**Description of the task**
Scan the data that follows and count the lines with the string "PartialEq"; answer with the count alone.

**Given data**
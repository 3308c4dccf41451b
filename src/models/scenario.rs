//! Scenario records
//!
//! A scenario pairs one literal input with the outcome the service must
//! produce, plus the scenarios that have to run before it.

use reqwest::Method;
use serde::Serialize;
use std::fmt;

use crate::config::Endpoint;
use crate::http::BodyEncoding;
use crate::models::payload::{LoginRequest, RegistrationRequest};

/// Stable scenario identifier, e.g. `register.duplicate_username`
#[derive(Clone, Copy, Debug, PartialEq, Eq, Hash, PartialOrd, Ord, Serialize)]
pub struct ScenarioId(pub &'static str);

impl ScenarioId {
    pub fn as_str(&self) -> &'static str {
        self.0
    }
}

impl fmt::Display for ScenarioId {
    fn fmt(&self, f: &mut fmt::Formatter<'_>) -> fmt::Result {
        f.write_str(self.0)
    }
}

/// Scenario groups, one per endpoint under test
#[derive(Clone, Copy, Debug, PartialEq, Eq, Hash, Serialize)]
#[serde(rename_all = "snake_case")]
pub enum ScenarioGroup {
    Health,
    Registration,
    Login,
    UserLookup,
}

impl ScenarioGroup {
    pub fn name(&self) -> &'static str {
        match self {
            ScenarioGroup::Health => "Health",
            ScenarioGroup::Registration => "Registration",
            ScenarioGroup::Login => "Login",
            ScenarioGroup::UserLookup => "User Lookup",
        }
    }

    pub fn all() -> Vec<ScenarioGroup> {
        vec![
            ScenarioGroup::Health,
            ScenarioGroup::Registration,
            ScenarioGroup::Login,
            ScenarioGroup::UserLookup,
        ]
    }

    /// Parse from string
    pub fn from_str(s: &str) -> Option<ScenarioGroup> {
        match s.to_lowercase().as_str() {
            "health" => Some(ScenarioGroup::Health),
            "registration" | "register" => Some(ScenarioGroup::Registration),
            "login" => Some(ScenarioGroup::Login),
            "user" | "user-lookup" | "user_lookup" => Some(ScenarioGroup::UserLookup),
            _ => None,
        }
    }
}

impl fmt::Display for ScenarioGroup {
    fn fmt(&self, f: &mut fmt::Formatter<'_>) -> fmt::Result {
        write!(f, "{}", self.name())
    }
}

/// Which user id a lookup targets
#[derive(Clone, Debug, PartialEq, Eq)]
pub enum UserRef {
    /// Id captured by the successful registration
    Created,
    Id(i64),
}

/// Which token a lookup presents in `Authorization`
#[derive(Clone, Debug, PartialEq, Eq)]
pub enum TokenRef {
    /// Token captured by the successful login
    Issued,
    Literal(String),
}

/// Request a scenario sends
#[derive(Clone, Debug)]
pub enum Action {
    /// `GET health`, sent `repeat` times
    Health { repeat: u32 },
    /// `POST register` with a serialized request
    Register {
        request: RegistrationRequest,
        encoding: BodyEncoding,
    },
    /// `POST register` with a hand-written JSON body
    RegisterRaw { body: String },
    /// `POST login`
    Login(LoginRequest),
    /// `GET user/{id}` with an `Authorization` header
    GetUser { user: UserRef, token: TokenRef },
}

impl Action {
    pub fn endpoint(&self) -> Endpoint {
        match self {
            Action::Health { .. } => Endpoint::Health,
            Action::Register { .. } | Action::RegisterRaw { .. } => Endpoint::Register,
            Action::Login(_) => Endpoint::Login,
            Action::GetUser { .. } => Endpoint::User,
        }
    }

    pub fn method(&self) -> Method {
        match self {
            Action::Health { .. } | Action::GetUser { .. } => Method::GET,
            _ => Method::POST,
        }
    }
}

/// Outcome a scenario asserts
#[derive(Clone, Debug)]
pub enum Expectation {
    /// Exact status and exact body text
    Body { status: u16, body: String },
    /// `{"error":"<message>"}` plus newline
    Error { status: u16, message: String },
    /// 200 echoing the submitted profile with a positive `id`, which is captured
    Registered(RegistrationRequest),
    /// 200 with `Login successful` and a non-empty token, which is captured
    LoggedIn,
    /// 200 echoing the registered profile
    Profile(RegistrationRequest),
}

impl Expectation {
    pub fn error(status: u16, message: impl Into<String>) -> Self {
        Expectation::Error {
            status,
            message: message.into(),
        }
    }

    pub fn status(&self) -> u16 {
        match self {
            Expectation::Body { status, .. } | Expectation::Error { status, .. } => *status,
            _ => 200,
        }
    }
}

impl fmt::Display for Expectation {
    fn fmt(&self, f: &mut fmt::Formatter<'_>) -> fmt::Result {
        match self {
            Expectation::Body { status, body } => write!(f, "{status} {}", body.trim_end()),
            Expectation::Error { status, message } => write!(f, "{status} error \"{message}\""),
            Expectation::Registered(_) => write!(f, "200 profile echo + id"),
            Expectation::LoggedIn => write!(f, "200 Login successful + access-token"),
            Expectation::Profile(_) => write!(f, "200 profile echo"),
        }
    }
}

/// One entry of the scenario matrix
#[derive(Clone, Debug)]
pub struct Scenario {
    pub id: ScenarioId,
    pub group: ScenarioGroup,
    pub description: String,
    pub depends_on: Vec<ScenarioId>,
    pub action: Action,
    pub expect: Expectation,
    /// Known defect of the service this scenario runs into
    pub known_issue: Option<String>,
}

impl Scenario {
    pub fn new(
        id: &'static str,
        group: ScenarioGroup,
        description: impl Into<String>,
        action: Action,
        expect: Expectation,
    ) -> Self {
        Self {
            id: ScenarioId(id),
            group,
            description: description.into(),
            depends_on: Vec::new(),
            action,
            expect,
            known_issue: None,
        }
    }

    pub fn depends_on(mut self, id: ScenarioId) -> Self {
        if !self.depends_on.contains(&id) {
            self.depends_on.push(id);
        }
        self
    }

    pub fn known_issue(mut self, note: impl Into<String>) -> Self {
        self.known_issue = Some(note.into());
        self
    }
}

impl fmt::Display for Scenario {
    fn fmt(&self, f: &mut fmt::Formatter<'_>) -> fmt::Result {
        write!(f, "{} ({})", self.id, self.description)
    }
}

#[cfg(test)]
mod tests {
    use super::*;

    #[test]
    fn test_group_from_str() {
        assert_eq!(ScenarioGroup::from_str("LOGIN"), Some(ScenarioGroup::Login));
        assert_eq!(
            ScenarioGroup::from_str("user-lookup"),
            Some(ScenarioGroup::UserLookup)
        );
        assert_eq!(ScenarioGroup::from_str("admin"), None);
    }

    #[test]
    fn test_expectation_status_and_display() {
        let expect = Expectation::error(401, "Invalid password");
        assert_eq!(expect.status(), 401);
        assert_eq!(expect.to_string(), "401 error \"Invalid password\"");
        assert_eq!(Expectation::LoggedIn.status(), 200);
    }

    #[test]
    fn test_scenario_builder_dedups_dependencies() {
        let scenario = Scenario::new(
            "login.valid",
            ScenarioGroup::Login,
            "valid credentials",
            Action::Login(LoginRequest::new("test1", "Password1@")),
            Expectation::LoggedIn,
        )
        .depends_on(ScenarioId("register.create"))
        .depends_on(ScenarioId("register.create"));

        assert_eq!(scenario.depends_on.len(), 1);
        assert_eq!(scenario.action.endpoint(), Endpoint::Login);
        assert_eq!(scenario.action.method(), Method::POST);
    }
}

==

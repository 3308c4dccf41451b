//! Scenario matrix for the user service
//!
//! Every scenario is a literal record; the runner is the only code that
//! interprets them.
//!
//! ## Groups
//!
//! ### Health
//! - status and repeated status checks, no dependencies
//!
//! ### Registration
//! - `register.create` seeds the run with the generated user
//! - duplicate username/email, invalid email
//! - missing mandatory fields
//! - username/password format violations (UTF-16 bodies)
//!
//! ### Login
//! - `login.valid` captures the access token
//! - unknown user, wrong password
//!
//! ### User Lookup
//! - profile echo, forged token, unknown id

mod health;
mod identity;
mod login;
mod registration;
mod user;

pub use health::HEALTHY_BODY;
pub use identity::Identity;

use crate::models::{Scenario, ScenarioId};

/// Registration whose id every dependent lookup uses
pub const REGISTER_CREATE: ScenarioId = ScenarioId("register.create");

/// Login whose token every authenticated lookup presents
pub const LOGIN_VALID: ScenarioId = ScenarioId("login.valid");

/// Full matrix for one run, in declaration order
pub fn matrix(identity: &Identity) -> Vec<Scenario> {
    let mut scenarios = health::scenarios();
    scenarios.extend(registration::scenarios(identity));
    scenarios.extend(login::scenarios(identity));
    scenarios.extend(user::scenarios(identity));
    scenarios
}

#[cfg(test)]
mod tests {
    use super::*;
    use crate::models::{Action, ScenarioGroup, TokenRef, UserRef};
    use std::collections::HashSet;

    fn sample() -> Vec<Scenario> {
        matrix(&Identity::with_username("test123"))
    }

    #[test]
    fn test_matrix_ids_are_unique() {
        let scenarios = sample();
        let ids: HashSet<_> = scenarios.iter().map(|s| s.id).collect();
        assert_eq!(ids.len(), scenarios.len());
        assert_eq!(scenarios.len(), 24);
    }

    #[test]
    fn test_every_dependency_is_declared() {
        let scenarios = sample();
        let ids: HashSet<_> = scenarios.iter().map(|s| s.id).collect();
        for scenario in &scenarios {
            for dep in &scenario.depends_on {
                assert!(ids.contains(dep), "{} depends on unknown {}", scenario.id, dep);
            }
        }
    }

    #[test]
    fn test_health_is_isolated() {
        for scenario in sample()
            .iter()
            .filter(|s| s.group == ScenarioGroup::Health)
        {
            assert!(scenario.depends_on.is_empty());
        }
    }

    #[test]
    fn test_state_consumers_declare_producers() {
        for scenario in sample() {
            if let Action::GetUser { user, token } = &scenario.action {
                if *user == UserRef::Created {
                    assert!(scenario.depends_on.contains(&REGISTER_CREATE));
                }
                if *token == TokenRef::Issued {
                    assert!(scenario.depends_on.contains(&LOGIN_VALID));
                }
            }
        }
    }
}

**Response for this exercise**
4